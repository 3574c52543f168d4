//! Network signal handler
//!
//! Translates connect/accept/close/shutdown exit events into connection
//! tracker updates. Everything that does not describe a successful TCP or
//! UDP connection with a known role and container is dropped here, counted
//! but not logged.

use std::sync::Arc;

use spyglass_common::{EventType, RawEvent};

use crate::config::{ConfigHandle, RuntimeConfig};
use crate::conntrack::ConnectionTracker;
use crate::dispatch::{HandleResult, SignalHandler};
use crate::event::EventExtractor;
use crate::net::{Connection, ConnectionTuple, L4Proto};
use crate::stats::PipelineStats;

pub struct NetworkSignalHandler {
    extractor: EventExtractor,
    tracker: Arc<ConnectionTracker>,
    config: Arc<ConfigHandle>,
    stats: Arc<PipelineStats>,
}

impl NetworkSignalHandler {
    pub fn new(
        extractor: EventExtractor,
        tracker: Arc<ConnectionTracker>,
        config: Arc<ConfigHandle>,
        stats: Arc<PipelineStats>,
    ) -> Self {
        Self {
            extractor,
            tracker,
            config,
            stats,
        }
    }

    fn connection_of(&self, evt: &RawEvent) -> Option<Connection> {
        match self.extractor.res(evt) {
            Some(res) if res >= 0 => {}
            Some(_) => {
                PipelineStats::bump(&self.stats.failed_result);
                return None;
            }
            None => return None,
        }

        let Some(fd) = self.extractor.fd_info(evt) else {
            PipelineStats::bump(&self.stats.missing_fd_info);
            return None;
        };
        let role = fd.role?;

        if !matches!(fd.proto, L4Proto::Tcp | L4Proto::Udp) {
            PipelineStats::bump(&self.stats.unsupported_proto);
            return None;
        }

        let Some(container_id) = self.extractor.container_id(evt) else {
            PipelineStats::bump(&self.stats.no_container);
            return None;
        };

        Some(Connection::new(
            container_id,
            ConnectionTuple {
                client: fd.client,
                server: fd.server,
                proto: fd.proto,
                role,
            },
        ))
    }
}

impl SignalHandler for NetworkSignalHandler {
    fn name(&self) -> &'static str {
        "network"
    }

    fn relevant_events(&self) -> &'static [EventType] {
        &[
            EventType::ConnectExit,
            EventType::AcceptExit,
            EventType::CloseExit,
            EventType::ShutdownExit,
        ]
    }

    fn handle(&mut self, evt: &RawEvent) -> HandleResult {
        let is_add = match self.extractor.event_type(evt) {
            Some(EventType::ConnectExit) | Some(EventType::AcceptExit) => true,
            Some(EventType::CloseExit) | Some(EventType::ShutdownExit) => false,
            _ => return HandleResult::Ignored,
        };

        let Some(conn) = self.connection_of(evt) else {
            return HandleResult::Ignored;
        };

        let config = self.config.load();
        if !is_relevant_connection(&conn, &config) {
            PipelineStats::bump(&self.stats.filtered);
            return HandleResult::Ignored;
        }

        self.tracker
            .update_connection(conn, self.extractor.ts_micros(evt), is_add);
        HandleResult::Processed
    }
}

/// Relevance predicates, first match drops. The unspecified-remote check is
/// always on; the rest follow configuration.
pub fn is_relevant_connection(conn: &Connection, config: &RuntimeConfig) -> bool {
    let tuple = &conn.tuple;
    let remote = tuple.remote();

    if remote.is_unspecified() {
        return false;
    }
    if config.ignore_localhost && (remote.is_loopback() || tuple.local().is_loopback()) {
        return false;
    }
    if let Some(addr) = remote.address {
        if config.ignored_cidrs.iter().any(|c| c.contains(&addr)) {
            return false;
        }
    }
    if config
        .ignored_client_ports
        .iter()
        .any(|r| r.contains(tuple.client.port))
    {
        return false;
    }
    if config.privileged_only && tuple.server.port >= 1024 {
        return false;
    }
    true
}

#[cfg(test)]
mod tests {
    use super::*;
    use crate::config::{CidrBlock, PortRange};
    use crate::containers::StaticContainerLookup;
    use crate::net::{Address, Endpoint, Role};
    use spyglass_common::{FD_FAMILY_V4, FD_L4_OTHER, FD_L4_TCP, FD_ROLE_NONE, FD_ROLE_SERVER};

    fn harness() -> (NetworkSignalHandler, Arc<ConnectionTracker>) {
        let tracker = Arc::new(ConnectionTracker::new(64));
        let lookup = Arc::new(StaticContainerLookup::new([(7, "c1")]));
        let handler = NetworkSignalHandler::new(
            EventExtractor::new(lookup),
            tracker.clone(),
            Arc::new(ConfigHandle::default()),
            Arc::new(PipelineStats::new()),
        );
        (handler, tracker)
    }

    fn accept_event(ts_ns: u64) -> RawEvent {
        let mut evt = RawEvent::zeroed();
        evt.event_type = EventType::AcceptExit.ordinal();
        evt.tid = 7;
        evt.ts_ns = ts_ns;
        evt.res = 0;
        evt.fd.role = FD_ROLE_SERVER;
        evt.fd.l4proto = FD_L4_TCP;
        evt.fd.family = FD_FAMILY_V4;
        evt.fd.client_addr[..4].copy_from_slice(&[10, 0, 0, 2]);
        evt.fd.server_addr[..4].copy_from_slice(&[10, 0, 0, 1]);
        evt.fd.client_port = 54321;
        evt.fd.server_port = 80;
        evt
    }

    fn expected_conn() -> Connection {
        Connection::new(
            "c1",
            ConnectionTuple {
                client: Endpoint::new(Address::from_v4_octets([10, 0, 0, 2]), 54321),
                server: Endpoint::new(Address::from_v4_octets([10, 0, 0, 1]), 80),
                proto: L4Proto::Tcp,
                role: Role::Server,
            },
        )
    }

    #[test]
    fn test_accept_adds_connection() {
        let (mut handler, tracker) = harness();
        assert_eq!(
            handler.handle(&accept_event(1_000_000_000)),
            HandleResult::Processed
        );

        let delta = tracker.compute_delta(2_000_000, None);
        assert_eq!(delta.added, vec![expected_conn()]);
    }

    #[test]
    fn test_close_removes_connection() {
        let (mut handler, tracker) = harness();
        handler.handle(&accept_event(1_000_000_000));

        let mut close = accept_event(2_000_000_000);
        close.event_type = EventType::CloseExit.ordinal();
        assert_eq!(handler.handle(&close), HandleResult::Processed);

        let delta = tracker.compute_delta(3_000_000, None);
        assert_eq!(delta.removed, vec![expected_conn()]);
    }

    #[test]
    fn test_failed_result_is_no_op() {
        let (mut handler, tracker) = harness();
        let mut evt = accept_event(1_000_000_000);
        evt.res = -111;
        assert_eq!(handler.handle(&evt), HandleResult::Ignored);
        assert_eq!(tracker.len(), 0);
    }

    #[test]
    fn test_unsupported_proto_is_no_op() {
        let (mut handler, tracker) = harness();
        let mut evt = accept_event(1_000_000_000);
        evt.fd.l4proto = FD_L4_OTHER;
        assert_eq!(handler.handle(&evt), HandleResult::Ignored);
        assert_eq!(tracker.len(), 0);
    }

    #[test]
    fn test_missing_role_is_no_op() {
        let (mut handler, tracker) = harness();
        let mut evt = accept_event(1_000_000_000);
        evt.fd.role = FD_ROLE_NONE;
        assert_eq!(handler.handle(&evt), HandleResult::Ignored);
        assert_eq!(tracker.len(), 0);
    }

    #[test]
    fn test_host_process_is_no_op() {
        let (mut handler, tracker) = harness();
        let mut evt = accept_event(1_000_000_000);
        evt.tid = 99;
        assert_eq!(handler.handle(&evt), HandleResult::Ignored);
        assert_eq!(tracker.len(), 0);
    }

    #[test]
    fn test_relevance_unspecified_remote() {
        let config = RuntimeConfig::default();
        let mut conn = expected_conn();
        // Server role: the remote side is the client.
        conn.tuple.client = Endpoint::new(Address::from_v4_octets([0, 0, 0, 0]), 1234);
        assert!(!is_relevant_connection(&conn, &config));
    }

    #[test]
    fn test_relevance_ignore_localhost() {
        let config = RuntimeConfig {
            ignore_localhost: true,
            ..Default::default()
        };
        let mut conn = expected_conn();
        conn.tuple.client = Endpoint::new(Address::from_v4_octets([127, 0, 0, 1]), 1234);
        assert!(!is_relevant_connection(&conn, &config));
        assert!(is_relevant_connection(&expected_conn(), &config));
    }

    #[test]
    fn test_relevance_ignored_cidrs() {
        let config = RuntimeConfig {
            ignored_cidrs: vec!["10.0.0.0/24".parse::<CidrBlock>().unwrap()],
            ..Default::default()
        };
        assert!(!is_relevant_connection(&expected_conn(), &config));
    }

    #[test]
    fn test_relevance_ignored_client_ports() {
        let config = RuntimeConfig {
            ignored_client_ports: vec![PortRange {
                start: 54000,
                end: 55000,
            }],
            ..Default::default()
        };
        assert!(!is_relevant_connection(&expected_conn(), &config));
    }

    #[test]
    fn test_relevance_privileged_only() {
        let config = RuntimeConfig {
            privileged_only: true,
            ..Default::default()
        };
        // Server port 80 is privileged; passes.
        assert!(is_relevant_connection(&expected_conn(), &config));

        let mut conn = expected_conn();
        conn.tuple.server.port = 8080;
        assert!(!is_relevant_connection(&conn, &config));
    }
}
+ + + + +
Work required: Matching lines for the string "CidrBlock": work out how many the records contain and write only the number.

Answer to this problem: 2